Beware of phishing scams from entities posing as Capital One, the government, or another bank, which may tell you you’re affected when you haven’t been. These scammers may call, e-mail or text you—but Capital One is contacting individuals only by mail, not any other method.
How to Spot Fraud After the Capital One Data Breach
Check your free annual credit reports for any new-to-you accounts or charges. As well, you may want to file taxes early this year. Scammers can use your Social Security number to seek a tax refund or a job. If you receive a letter (not a call, e-mail, or text) from the IRS, respond immediately.
Keep your receipts for all monthly spending, then carefully compare them with your credit card and bank account statement. If the account is shared, be sure you’re both on the lookout for charges that aren’t in line with where you normally shop or that are larger than normal.
Also, be aware that many scammers will charge a nominal amount to your card first to test the account, then follow up with a larger, unauthorized credit card charge. Review your statements for charges of a few dollars for accuracy. More importantly, ensure those small charges aren’t followed by another larger, fraudulent charge.
Note that many banks offer a service that will alert you if a charge is over a certain amount, like $100. It’s a good way to spot fraudulent charges within moments of occurrence.
How to Report Fraud
To report fraudulent charges from your bank account or on your credit card, contact your bank, card issuer, or credit union as soon as possible. The sooner you report a fraudulent charge, the better your chances of recouping that money—and preventing further fraud.

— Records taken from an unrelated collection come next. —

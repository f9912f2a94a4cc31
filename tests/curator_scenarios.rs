//! End-to-end scenarios for the curator with the built-in manifest handler.
//!
//! Each test builds a throwaway data directory, runs the curator against it without background
//! workers and checks the observable outcome: transform states, files written below
//! `AssetCache/`, lookup tables and change events.

mod common;

use asset_curator::{
    event::CuratorEvent,
    properties::{AssetId, TransformFlags, TransformState},
};
use common::{manifest, TestProject};
use std::fs::{read_to_string, remove_file, write};
use test_log::test;

#[test]
fn texture_change_requires_a_new_transform() {
    let project = TestProject::new();
    project.write("textures/rock.png", "rock pixels");
    project.write_manifest("meshes/rock.asset", None, &["textures/rock.png"], &[]);
    let curator = project.curator(project.config());
    let mesh = curator
        .find_sub_asset("meshes/rock.asset", false)
        .map(|view| view.id())
        .unwrap();

    assert_eq!(
        curator.update_transform_state(mesh, false).unwrap(),
        TransformState::NeedsTransform
    );
    assert_eq!(
        curator.process_asset(mesh, TransformFlags::empty()).unwrap(),
        TransformState::UpToDate
    );
    assert!(project
        .path("AssetCache/Default/meshes/rock.asset.json")
        .is_file());
    assert!(project
        .path("AssetCache/Thumbnails/meshes/rock.thumb.json")
        .is_file());

    project.write("textures/rock.png", "mossy rock pixels");
    curator
        .notify_of_file_change(&project.path("textures/rock.png"))
        .unwrap();
    assert_eq!(curator.transform_state(mesh), Some(TransformState::Unknown));
    assert_eq!(
        curator.update_transform_state(mesh, false).unwrap(),
        TransformState::NeedsTransform
    );
}

#[test]
fn reference_changes_only_touch_the_thumbnail() {
    let project = TestProject::new();
    project.write_manifest("materials/stone.asset", None, &[], &[]);
    project.write_manifest("meshes/wall.asset", None, &[], &["materials/stone.asset"]);
    let curator = project.curator(project.config());
    let wall = AssetId::from_relative_path("meshes/wall.asset");

    assert_eq!(
        curator.process_asset(wall, TransformFlags::empty()).unwrap(),
        TransformState::UpToDate
    );

    project.write(
        "materials/stone.asset",
        &manifest(None, &[], &[], &["Variant"]),
    );
    curator
        .notify_of_file_change(&project.path("materials/stone.asset"))
        .unwrap();
    assert_eq!(
        curator.update_transform_state(wall, false).unwrap(),
        TransformState::NeedsThumbnail
    );
}

#[test]
fn states_survive_a_restart() {
    let project = TestProject::new();
    project.write("a.png", "a");
    project.write_manifest("a.asset", None, &["a.png"], &[]);
    let id = AssetId::from_relative_path("a.asset");
    {
        let curator = project.curator(project.config());
        curator.process_asset(id, TransformFlags::empty()).unwrap();
        assert_eq!(curator.transform_state(id), Some(TransformState::UpToDate));
    }

    // Identical inputs hash identically in a fresh session, so the recorded outputs still match.
    let curator = project.curator(project.config());
    assert_eq!(
        curator.update_transform_state(id, false).unwrap(),
        TransformState::UpToDate
    );
}

#[test]
fn deleting_a_dependency_reports_it_missing() {
    let project = TestProject::new();
    project.write("a.png", "a");
    project.write_manifest("a.asset", None, &["a.png"], &[]);
    let curator = project.curator(project.config());
    let id = AssetId::from_relative_path("a.asset");
    curator.process_asset(id, TransformFlags::empty()).unwrap();

    remove_file(project.path("a.png")).unwrap();
    curator.notify_of_file_change(&project.path("a.png")).unwrap();
    assert_eq!(
        curator.update_transform_state(id, false).unwrap(),
        TransformState::MissingDependency
    );
    let missing = curator
        .read_index()
        .get_asset_record(id)
        .map(|record| record.missing_dependencies.clone())
        .unwrap();
    assert!(missing.contains("a.png"));

    // Restoring the exact bytes brings back the recorded hash.
    project.write("a.png", "a");
    curator.notify_of_file_change(&project.path("a.png")).unwrap();
    assert_eq!(
        curator.update_transform_state(id, false).unwrap(),
        TransformState::UpToDate
    );
}

#[test]
fn dependencies_declared_by_id_resolve_late() {
    let project = TestProject::new();
    let texture_set = AssetId::new();
    project.write_manifest("mesh.asset", None, &[&texture_set.to_string()], &[]);
    let curator = project.curator(project.config());
    let mesh = AssetId::from_relative_path("mesh.asset");
    assert_eq!(
        curator.update_transform_state(mesh, false).unwrap(),
        TransformState::MissingDependency
    );

    project.write_manifest("textures/set.asset", Some(texture_set), &[], &[]);
    curator
        .notify_of_file_change(&project.path("textures/set.asset"))
        .unwrap();
    assert!(curator.read_index().is_stale(mesh));
    assert_eq!(
        curator.process_asset(mesh, TransformFlags::empty()).unwrap(),
        TransformState::UpToDate
    );
    assert_eq!(
        curator.transform_state(texture_set),
        Some(TransformState::UpToDate)
    );
    assert_eq!(curator.find_all_uses(texture_set, false), vec![mesh]);
}

#[test]
fn transform_all_writes_lookup_tables() {
    let project = TestProject::new();
    project.write("t.png", "t");
    project.write("ok.asset", &manifest(None, &["t.png"], &[], &["LOD0"]));
    project.write_manifest("broken.asset", None, &["missing.png"], &[]);
    let curator = project.curator(project.config());

    let summary = curator.transform_all_assets(TransformFlags::empty()).unwrap();
    assert_eq!(summary.up_to_date, 1);
    assert_eq!(summary.skipped, 1);
    assert_eq!(summary.failed, 0);

    let ok = AssetId::from_relative_path("ok.asset");
    let table = read_to_string(project.path("AssetCache/Default.assettable")).unwrap();
    assert!(table.contains(&format!("{ok};AssetCache/Default/ok.asset\n")));
    assert!(table.contains(&format!(
        "{};AssetCache/Default/ok.asset|LOD0\n",
        ok.sub_asset("LOD0")
    )));
    assert_eq!(table.lines().count(), 3);
}

#[test]
fn new_files_are_announced_to_subscribers() {
    let project = TestProject::new();
    let curator = project.curator(project.config());
    let events = curator.subscribe();

    project.write("prop.asset", &manifest(None, &[], &[], &["Collision"]));
    curator
        .notify_of_file_change(&project.path("prop.asset"))
        .unwrap();
    let prop = AssetId::from_relative_path("prop.asset");
    let added: Vec<AssetId> = events
        .try_iter()
        .filter_map(|event| match event {
            CuratorEvent::AssetAdded(id, _) => Some(id),
            _ => None,
        })
        .collect();
    assert_eq!(added.len(), 2);
    assert!(added.contains(&prop));
    assert!(added.contains(&prop.sub_asset("Collision")));

    // The table picks the new asset up on the next tick.
    curator.main_thread_tick();
    let table = read_to_string(project.path("AssetCache/Default.assettable")).unwrap();
    assert!(table.contains(&prop.to_string()));
}

#[test]
fn unreadable_descriptors_do_not_become_assets() {
    let project = TestProject::new();
    project.write("bad.asset", "dependencies = [");
    let curator = project.curator(project.config());
    assert_eq!(curator.read_index().asset_count(), 0);
    assert!(curator.read_index().file(&project.path("bad.asset")).is_some());

    write(project.path("bad.asset"), "dependencies = []").unwrap();
    curator
        .notify_of_file_change(&project.path("bad.asset"))
        .unwrap();
    assert_eq!(curator.read_index().asset_count(), 1);
}

#[test]
fn best_match_and_cycle_checks_go_through_the_index() {
    let project = TestProject::new();
    project.write("textures/grass.png", "g");
    project.write_manifest("base.asset", None, &[], &[]);
    project.write_manifest("top.asset", None, &["base.asset"], &[]);
    let curator = project.curator(project.config());

    assert_eq!(
        curator.find_best_match_for_file("grass", &["png", "tga"]).unwrap(),
        "textures/grass.png"
    );
    let base = AssetId::from_relative_path("base.asset");
    let top = AssetId::from_relative_path("top.asset");
    assert!(curator.would_create_cycle(base, top));
    assert!(!curator.would_create_cycle(top, base));
}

Although all major credit card companies have $0 fraud liability policies, it’s good to know your legal rights, too. According to federal law, you have 60 days from the date of the first fraudulent bill to report credit card fraud. For debit cards, you have two business days to report the loss, or possibly forfeit the federally-mandated maximum liability of $50. If you wait longer than two days to report the theft, you can be liable for up to $500 in fraudulent charges. More than 60 days, and you could lose all the money taken from your account.
You also may need to file a police report if you find fraudulent charges were made. This can help protect you from further fraud and can help your case with your credit card company or bank in recouping your money.

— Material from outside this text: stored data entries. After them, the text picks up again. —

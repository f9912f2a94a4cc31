//! Persistent scan cache.
//!
//! One JSON document per data directory, stored at `<data dir>/AssetCache/AssetCurator.cache.json`.
//! It maps absolute file paths to the timestamp, content hash and parsed header observed during
//! the last session. The first scan of a new session trusts an entry only while the file's
//! timestamp still matches; anything else is re-read. A document with a different
//! [`CACHE_VERSION`] or one that fails to parse is dropped as a whole.

use serde::{Deserialize, Serialize};
use std::{
    collections::{BTreeMap, HashMap},
    fs::{create_dir_all, read_to_string, rename, write},
    path::{Path, PathBuf},
};

use crate::{
    error::CuratorError, handler::AssetHeader, paths::ASSET_CACHE_DIR, properties::FileTimestamp,
};

pub const CACHE_VERSION: u32 = 3;
pub const CACHE_FILE_NAME: &str = "AssetCurator.cache.json";

#[derive(Debug, Clone, PartialEq, Eq, Serialize, Deserialize)]
pub struct CachedFile {
    pub timestamp: FileTimestamp,
    pub hash: u64,
    /// Parsed header, present for asset sources only.
    #[serde(default)]
    pub header: Option<AssetHeader>,
}

#[derive(Debug, Serialize, Deserialize)]
struct CacheDocument {
    version: u32,
    files: BTreeMap<String, CachedFile>,
}

pub fn cache_file(data_dir: &Path) -> PathBuf {
    data_dir.join(ASSET_CACHE_DIR).join(CACHE_FILE_NAME)
}

/// Reads the cache of one data directory. A missing file yields an empty map.
pub fn load_cache(data_dir: &Path) -> Result<HashMap<PathBuf, CachedFile>, CuratorError> {
    let path = cache_file(data_dir);
    if !path.exists() {
        return Ok(HashMap::new());
    }
    let text = read_to_string(&path)?;
    let document: CacheDocument = serde_json::from_str(&text)
        .map_err(|e| CuratorError::Cache(format!("{path:?} is unreadable: {e}")))?;
    if document.version != CACHE_VERSION {
        return Err(CuratorError::Cache(format!(
            "{path:?} has version {}, expected {CACHE_VERSION}",
            document.version
        )));
    }
    Ok(document
        .files
        .into_iter()
        .map(|(path, entry)| (PathBuf::from(path), entry))
        .collect())
}

/// Writes the cache of one data directory through a temporary file.
pub fn save_cache<'a, I>(data_dir: &Path, entries: I) -> Result<usize, CuratorError>
where
    I: IntoIterator<Item = (&'a Path, CachedFile)>,
{
    let files: BTreeMap<String, CachedFile> = entries
        .into_iter()
        .map(|(path, entry)| (path.to_string_lossy().into_owned(), entry))
        .collect();
    let count = files.len();
    let document = CacheDocument {
        version: CACHE_VERSION,
        files,
    };
    let path = cache_file(data_dir);
    if let Some(parent) = path.parent() {
        create_dir_all(parent)?;
    }
    let tmp = path.with_extension("json.tmp");
    write(&tmp, serde_json::to_string(&document)?)?;
    rename(&tmp, &path)?;
    tracing::debug!("[AssetCache] Wrote {} entries to {:?}", count, path);
    Ok(count)
}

And perhaps more importantly, if your information has been compromised and/or fraudulent charges were made, freeze your credit while you work to resolve the issue. This restricts access to your credit report, which means thieves can’t open new accounts in your name.
Freezing your credit will also make it harder for you to apply for credit. If you’re less sure about whether you’ve been a victim of fraud, you could place a fraud alert on your credit reports, which lets lenders know you may be a victim of identity theft and they should take extra steps to validate your identity before extending you credit.
Best Practices After a Data Breach
Regardless of whether you were affected by this particular data breach, it’s always a smart move to keep close tabs on sensitive personal information such as bank account numbers and Social Security numbers. Keep your passwords safe, and change them often. Don’t use the same information on multiple websites.
Free credit card alerts through your credit card issuer can notify you immediately when the card is used. You can set alerts for purchases over a certain size, say $100.
Review your credit reports annually, and you could consider investing in a credit monitoring service, which will alert you to potentially fraudulent activity. Be sure to choose one that covers all three credit reporting bureaus.
If you’d like to add another layer of protection, consider identity theft protection plans, which might offer credit monitoring, identity monitoring (if your personal information is being used, but not yet in ways related to your credit report), identity recovery (to address identity theft issues), and identity theft insurance.